Collected data entries
* * * * * * * * *
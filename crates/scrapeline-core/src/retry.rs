//! Retry policy for per-identifier fetches

use std::time::Duration;

/// Base step of the linear backoff
pub const BACKOFF_STEP: Duration = Duration::from_millis(500);

/// Linear backoff: 0.5s × attempt (attempt is 1-indexed: 0.5s, 1s, 1.5s, ...)
pub const fn backoff_delay(attempt: u32) -> Duration {
    Duration::from_millis(BACKOFF_STEP.as_millis() as u64 * attempt as u64)
}

/// Bounded attempt budget with linear backoff between attempts.
#[derive(Debug, Clone, Copy, PartialEq, Eq)]
pub struct RetryPolicy {
    /// Total attempts per identifier (not "retries after the first")
    pub max_retries: u32,
}

impl RetryPolicy {
    pub const fn new(max_retries: u32) -> Self {
        Self { max_retries }
    }

    /// Attempt numbers, 1-indexed
    pub fn attempts(&self) -> std::ops::RangeInclusive<u32> {
        1..=self.max_retries
    }

    /// Sleep before the next attempt after `attempt` failed.
    pub async fn wait(&self, label: &str, attempt: u32, reason: &str) {
        let delay = backoff_delay(attempt);
        log::debug!(
            "{label}: attempt {attempt}/{} failed: {reason}, retrying in {delay:?}",
            self.max_retries
        );
        tokio::time::sleep(delay).await;
    }
}

impl Default for RetryPolicy {
    fn default() -> Self {
        Self::new(5)
    }
}
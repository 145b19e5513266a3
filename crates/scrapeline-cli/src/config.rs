//! Configuration loading from TOML files

use std::path::{Path, PathBuf};

use anyhow::{Context, Result};
use serde::Deserialize;

/// Global configuration for scrapeline
#[derive(Debug, Clone, Deserialize, Default)]
#[serde(default)]
pub struct Config {
    pub output: OutputConfig,
    pub fetch: FetchConfig,
    pub crawl: CrawlConfig,
    pub log: LogConfig,
}

#[derive(Debug, Clone, Deserialize)]
#[serde(default)]
pub struct OutputConfig {
    pub default_dir: PathBuf,
    pub compression_level: i32,
}

impl Default for OutputConfig {
    fn default() -> Self {
        Self {
            default_dir: PathBuf::from("data/api_details"),
            compression_level: 3,
        }
    }
}

#[derive(Debug, Clone, Deserialize)]
#[serde(default)]
pub struct FetchConfig {
    pub endpoint: String,
    pub batch_size: usize,
    pub concurrency: usize,
    pub max_retries: u32,
    pub timeout_secs: u64,
    /// Proxy URLs; `${VAR}` entries are read from the environment
    #[serde(deserialize_with = "deserialize_env_list")]
    pub proxies: Vec<String>,
}

impl Default for FetchConfig {
    fn default() -> Self {
        let defaults = scrapeline_ouedkniss::Config::default();
        Self {
            endpoint: defaults.endpoint,
            batch_size: defaults.batch_size,
            concurrency: defaults.concurrency,
            max_retries: defaults.max_retries,
            timeout_secs: defaults.timeout.as_secs(),
            proxies: defaults.proxies,
        }
    }
}

#[derive(Debug, Clone, Deserialize)]
#[serde(default)]
pub struct CrawlConfig {
    pub endpoint: String,
    pub category: String,
    pub page_delay_ms: u64,
    pub timeout_secs: u64,
}

impl Default for CrawlConfig {
    fn default() -> Self {
        let defaults = scrapeline_ouedkniss::CrawlOptions::default();
        Self {
            endpoint: scrapeline_ouedkniss::listing::SEARCH_ENDPOINT.to_string(),
            category: defaults.category,
            page_delay_ms: defaults.page_delay.as_millis() as u64,
            timeout_secs: defaults.timeout.as_secs(),
        }
    }
}

#[derive(Debug, Clone, Deserialize, Default)]
#[serde(default)]
pub struct LogConfig {
    /// Append log lines to this file as well as stderr
    pub file: Option<PathBuf>,
}

/// Deserialize a list whose entries may be environment references like ${VAR}.
///
/// An entry naming an unset variable is an error: dropping it would shift the
/// position-based proxy assignment of every other entry.
fn deserialize_env_list<'de, D>(deserializer: D) -> Result<Vec<String>, D::Error>
where
    D: serde::Deserializer<'de>,
{
    let raw: Vec<String> = Vec::deserialize(deserializer)?;
    raw.iter()
        .map(|s| {
            expand_env_var(s).ok_or_else(|| {
                serde::de::Error::custom(format!("{s} refers to an unset environment variable"))
            })
        })
        .collect()
}

/// Expand ${VAR} to environment variable value
fn expand_env_var(s: &str) -> Option<String> {
    if let Some(var_name) = s.strip_prefix("${").and_then(|s| s.strip_suffix('}')) {
        std::env::var(var_name).ok()
    } else {
        Some(s.to_string())
    }
}

impl Config {
    /// Load configuration from default locations
    ///
    /// Search order:
    /// 1. ./scrapeline.toml (current directory)
    /// 2. ~/.config/scrapeline/config.toml
    ///
    /// If no config file found, returns default config.
    pub fn load() -> Result<Self> {
        let local_config = PathBuf::from("scrapeline.toml");
        if local_config.exists() {
            return Self::from_file(&local_config);
        }

        if let Some(config_dir) = directories::ProjectDirs::from("", "", "scrapeline") {
            let user_config = config_dir.config_dir().join("config.toml");
            if user_config.exists() {
                return Self::from_file(&user_config);
            }
        }

        Ok(Self::default())
    }

    /// Load configuration from a specific file
    pub fn from_file(path: &Path) -> Result<Self> {
        let content = std::fs::read_to_string(path)
            .with_context(|| format!("Failed to read config file: {}", path.display()))?;

        toml::from_str(&content)
            .with_context(|| format!("Failed to parse config file: {}", path.display()))
    }
}

#[cfg(test)]
mod tests {
    use super::*;

    #[test]
    fn default_config() {
        let config = Config::default();
        assert_eq!(config.output.default_dir, PathBuf::from("data/api_details"));
        assert_eq!(config.output.compression_level, 3);
        assert_eq!(config.fetch.batch_size, 1000);
        assert_eq!(config.fetch.concurrency, 25);
        assert_eq!(config.fetch.max_retries, 5);
        assert_eq!(config.fetch.timeout_secs, 12);
        assert_eq!(config.crawl.category, "immobilier");
        assert_eq!(config.crawl.page_delay_ms, 1000);
        assert!(config.log.file.is_none());
    }

    #[test]
    fn expand_env_var_literal() {
        assert_eq!(
            expand_env_var("http://10.0.0.1:3128"),
            Some("http://10.0.0.1:3128".to_string())
        );
    }

    #[test]
    fn expand_env_var_missing() {
        assert_eq!(expand_env_var("${SCRAPELINE_NONEXISTENT_12345}"), None);
    }

    #[test]
    fn expand_env_var_from_environment() {
        // PATH is set in any test environment
        let path = std::env::var("PATH").unwrap();
        assert_eq!(expand_env_var("${PATH}"), Some(path));
    }

    #[test]
    fn parse_config_toml() {
        let toml = r#"
[output]
default_dir = "/tmp/details"
compression_level = 5

[fetch]
batch_size = 200
concurrency = 8
proxies = ["http://10.0.0.1:3128", "${PATH}"]

[crawl]
category = "automobiles"

[log]
file = "logs/scraper.log"
"#;
        let config: Config = toml::from_str(toml).unwrap();
        assert_eq!(config.output.default_dir, PathBuf::from("/tmp/details"));
        assert_eq!(config.output.compression_level, 5);
        assert_eq!(config.fetch.batch_size, 200);
        assert_eq!(config.fetch.concurrency, 8);
        assert_eq!(config.fetch.max_retries, 5);
        let path = std::env::var("PATH").unwrap();
        assert_eq!(config.fetch.proxies, vec!["http://10.0.0.1:3128".to_string(), path]);
        assert_eq!(config.crawl.category, "automobiles");
        assert_eq!(config.log.file, Some(PathBuf::from("logs/scraper.log")));
    }

    #[test]
    fn unset_proxy_variable_fails_load() {
        let toml = r#"
[fetch]
proxies = ["http://10.0.0.1:3128", "${SCRAPELINE_NONEXISTENT_12345}"]
"#;
        let err = toml::from_str::<Config>(toml).unwrap_err();
        assert!(err.to_string().contains("SCRAPELINE_NONEXISTENT_12345"));
    }

    #[test]
    fn from_file_reports_path() {
        let err = Config::from_file(Path::new("/nonexistent/scrapeline.toml")).unwrap_err();
        assert!(err.to_string().contains("/nonexistent/scrapeline.toml"));
    }
}
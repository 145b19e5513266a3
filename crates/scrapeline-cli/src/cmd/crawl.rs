//! Crawl subcommand - collect announcement ids from search listings

use std::fs::File;
use std::io::BufWriter;
use std::path::PathBuf;
use std::time::Duration;

use anyhow::{Context, Result};
use clap::Args;
use scrapeline_core::{ReqwestTransport, fmt_num, shutdown_flag};
use scrapeline_ouedkniss::listing::{CrawlOptions, ListingCrawler, browser_headers, write_csv};

use super::{print_summary, runtime};
use crate::config::Config;

#[derive(Args, Debug)]
pub struct CrawlArgs {
    /// Output CSV path
    #[arg(short, long, default_value = "immobilier.csv")]
    pub output: PathBuf,

    /// Category slug to list
    #[arg(long)]
    pub category: Option<String>,

    /// Stop after this many pages
    #[arg(short = 'l', long)]
    pub max_pages: Option<u32>,

    /// Search GraphQL endpoint
    #[arg(long)]
    pub endpoint: Option<String>,
}

pub fn run(args: CrawlArgs, config: &Config) -> Result<()> {
    let category = args
        .category
        .unwrap_or_else(|| config.crawl.category.clone());
    let endpoint = args
        .endpoint
        .unwrap_or_else(|| config.crawl.endpoint.clone());

    let transport = ReqwestTransport::with_headers(&endpoint, &[], 1, browser_headers(&category))
        .context("Failed to build HTTP client")?;
    let options = CrawlOptions {
        category: category.clone(),
        max_pages: args.max_pages,
        page_delay: Duration::from_millis(config.crawl.page_delay_ms),
        timeout: Duration::from_secs(config.crawl.timeout_secs),
    };
    let crawler = ListingCrawler::new(transport, options, shutdown_flag());

    log::info!("Crawling category '{category}' from {endpoint}");
    let rows = runtime()?.block_on(crawler.crawl())?;

    if let Some(parent) = args.output.parent().filter(|p| !p.as_os_str().is_empty()) {
        std::fs::create_dir_all(parent)
            .with_context(|| format!("Failed to create {}", parent.display()))?;
    }
    let file = File::create(&args.output)
        .with_context(|| format!("Failed to create {}", args.output.display()))?;
    write_csv(&rows, BufWriter::new(file))?;
    log::info!("Saved {} rows to {}", rows.len(), args.output.display());

    print_summary(
        "Crawl",
        &[
            ("Category", category),
            ("Rows", fmt_num(rows.len())),
            ("Output", args.output.display().to_string()),
        ],
    );
    Ok(())
}
//! Resume point derived from persisted batch units.
//!
//! No separate checkpoint file exists: the highest persisted batch index is
//! the checkpoint. Indices are expected to be contiguous from 1 because
//! batches are written strictly in order. A gap is reported but the max is
//! still trusted, so a hand-deleted unit in the middle is not refetched.

use std::ops::RangeInclusive;

use crate::error::SinkError;
use crate::sink::BatchSink;

/// Runs of indices in `1..=max` that have no persisted unit.
///
/// Gaps are reported as ranges so a stray unit with a huge index costs one
/// entry, not one per missing batch.
pub fn missing_batches(completed: &[usize]) -> Vec<RangeInclusive<usize>> {
    let mut sorted = completed.to_vec();
    sorted.sort_unstable();
    sorted.dedup();

    let mut gaps = Vec::new();
    let mut prev = 0usize;
    for &i in sorted.iter().filter(|&&i| i > 0) {
        if i - prev > 1 {
            gaps.push(prev + 1..=i - 1);
        }
        prev = i;
    }
    gaps
}

/// Highest persisted batch index, 0 when nothing was written yet
pub fn last_completed_batch<S: BatchSink + ?Sized>(sink: &S) -> Result<usize, SinkError> {
    let completed = sink.completed_batches()?;
    let last = completed.iter().copied().max().unwrap_or(0);

    let missing = missing_batches(&completed);
    if !missing.is_empty() {
        log::warn!(
            "Batch outputs have gaps (missing {missing:?}); resuming after batch {last} anyway"
        );
    }
    Ok(last)
}

/// Batch index to start from on the next run
pub fn resume_batch<S: BatchSink + ?Sized>(sink: &S) -> Result<usize, SinkError> {
    Ok(last_completed_batch(sink)?.saturating_add(1))
}
//! Graceful shutdown support via atomic flag

use std::sync::atomic::{AtomicBool, Ordering};

/// Global shutdown flag, set by the SIGTERM/SIGINT handler
pub fn shutdown_flag() -> &'static AtomicBool {
    static FLAG: AtomicBool = AtomicBool::new(false);
    &FLAG
}

/// Check if shutdown was requested
pub fn is_shutdown_requested() -> bool {
    shutdown_flag().load(Ordering::Relaxed)
}

/// Install SIGINT/SIGTERM handlers.
///
/// First signal sets the flag so the current batch is abandoned cleanly;
/// a second signal exits immediately with status 130.
pub fn install_signal_handlers() -> std::io::Result<()> {
    for signal in [signal_hook::consts::SIGINT, signal_hook::consts::SIGTERM] {
        // SAFETY: AtomicBool::swap and process::exit are async-signal-safe
        unsafe {
            signal_hook::low_level::register(signal, || {
                if shutdown_flag().swap(true, Ordering::Relaxed) {
                    std::process::exit(130);
                }
            })?;
        }
    }
    Ok(())
}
* * * * * * * * *
→ **WHAT TO PRODUCE**: From the data above, show each line that contains "info".

→ **ANSWER BOX**:
    log::info!("Crawling category '{category}' from {endpoint}");
    log::info!("Saved {} rows to {}", rows.len(), args.output.display());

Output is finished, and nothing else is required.